* _Dataset content_

■ ■ ■ ■

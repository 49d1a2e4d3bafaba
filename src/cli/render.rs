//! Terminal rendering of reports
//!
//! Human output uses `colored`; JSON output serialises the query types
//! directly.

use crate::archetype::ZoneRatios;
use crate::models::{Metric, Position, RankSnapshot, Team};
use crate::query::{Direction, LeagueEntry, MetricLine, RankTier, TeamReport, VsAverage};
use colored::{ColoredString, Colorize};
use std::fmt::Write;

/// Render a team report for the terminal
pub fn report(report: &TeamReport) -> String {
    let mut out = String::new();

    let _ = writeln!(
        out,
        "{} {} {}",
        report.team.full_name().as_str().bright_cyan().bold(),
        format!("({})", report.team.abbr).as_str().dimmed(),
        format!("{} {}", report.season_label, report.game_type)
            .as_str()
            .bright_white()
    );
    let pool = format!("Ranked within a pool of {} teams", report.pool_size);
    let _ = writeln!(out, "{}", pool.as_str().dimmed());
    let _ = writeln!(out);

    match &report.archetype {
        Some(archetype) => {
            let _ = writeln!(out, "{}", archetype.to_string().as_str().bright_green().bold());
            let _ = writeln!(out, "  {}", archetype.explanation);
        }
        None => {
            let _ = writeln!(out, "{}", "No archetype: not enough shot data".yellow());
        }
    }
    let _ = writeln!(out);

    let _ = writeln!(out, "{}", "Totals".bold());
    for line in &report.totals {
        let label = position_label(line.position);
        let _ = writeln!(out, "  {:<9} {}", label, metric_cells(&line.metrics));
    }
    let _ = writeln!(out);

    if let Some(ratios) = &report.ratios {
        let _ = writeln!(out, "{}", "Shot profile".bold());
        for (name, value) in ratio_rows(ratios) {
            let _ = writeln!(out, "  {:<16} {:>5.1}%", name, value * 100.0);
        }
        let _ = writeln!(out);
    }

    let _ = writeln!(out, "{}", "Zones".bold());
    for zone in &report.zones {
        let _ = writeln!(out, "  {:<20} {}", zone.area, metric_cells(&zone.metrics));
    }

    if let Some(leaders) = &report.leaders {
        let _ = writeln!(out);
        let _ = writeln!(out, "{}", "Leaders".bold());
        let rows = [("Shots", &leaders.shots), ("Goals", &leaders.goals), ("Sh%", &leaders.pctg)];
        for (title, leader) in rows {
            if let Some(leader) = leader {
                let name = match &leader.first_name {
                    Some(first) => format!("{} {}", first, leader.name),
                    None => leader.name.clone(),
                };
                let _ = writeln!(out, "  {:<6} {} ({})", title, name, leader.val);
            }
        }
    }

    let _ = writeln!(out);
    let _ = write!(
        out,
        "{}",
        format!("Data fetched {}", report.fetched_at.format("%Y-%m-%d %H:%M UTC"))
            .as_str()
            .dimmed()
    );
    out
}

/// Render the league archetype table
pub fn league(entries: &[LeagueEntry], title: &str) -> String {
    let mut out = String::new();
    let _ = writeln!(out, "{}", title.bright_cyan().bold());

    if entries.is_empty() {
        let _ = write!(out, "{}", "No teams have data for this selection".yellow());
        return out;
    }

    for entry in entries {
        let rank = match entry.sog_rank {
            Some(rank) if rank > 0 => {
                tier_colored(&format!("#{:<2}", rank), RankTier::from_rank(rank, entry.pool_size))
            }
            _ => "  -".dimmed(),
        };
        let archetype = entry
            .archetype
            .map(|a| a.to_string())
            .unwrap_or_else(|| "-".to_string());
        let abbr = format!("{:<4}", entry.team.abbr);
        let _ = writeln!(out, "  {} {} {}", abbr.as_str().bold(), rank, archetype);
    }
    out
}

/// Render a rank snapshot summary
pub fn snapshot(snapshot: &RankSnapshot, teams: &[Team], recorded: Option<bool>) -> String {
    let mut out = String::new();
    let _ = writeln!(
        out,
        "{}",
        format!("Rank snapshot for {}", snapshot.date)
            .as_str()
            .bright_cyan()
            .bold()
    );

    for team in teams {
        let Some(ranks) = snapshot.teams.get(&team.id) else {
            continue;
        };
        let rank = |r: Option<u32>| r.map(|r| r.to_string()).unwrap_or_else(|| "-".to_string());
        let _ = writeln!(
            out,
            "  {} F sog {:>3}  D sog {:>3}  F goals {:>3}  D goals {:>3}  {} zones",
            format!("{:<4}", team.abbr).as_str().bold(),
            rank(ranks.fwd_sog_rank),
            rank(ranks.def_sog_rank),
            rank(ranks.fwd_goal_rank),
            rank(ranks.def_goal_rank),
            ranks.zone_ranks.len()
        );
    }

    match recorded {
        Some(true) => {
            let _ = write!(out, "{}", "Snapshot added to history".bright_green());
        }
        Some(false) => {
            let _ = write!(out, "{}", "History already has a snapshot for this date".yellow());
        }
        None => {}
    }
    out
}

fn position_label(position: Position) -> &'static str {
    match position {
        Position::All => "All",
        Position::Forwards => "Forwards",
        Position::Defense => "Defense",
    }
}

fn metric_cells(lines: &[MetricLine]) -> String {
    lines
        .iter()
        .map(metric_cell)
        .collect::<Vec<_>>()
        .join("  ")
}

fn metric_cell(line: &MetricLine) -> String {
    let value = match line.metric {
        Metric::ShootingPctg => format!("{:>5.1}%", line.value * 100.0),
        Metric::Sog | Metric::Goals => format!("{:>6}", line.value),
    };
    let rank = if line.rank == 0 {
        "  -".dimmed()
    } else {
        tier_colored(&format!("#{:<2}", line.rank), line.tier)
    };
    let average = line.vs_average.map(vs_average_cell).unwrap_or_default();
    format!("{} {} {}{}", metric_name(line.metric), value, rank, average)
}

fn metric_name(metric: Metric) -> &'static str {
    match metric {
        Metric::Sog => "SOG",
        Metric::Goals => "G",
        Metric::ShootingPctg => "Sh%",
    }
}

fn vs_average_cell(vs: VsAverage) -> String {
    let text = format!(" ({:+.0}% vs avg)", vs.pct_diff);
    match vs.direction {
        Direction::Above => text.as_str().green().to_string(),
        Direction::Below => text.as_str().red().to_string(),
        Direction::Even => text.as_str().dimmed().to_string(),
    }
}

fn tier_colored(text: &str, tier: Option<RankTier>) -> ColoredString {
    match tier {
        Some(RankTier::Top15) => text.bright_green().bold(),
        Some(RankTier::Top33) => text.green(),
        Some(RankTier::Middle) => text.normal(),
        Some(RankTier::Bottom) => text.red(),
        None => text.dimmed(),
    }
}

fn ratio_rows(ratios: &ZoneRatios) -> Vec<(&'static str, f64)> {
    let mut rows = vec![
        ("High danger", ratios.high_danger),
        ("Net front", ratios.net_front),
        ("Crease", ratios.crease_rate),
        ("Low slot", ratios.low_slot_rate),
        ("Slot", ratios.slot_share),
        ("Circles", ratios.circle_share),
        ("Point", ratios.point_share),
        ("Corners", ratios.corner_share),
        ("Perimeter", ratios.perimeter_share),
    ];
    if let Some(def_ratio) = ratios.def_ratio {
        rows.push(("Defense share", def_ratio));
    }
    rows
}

■ ■ ■ ■

* _Exercise brief_
For the string "LeagueEntry", show each line of the listing where it appears.

* _Response box_
use crate::query::{Direction, LeagueEntry, MetricLine, RankTier, TeamReport, VsAverage};
pub fn league(entries: &[LeagueEntry], title: &str) -> String {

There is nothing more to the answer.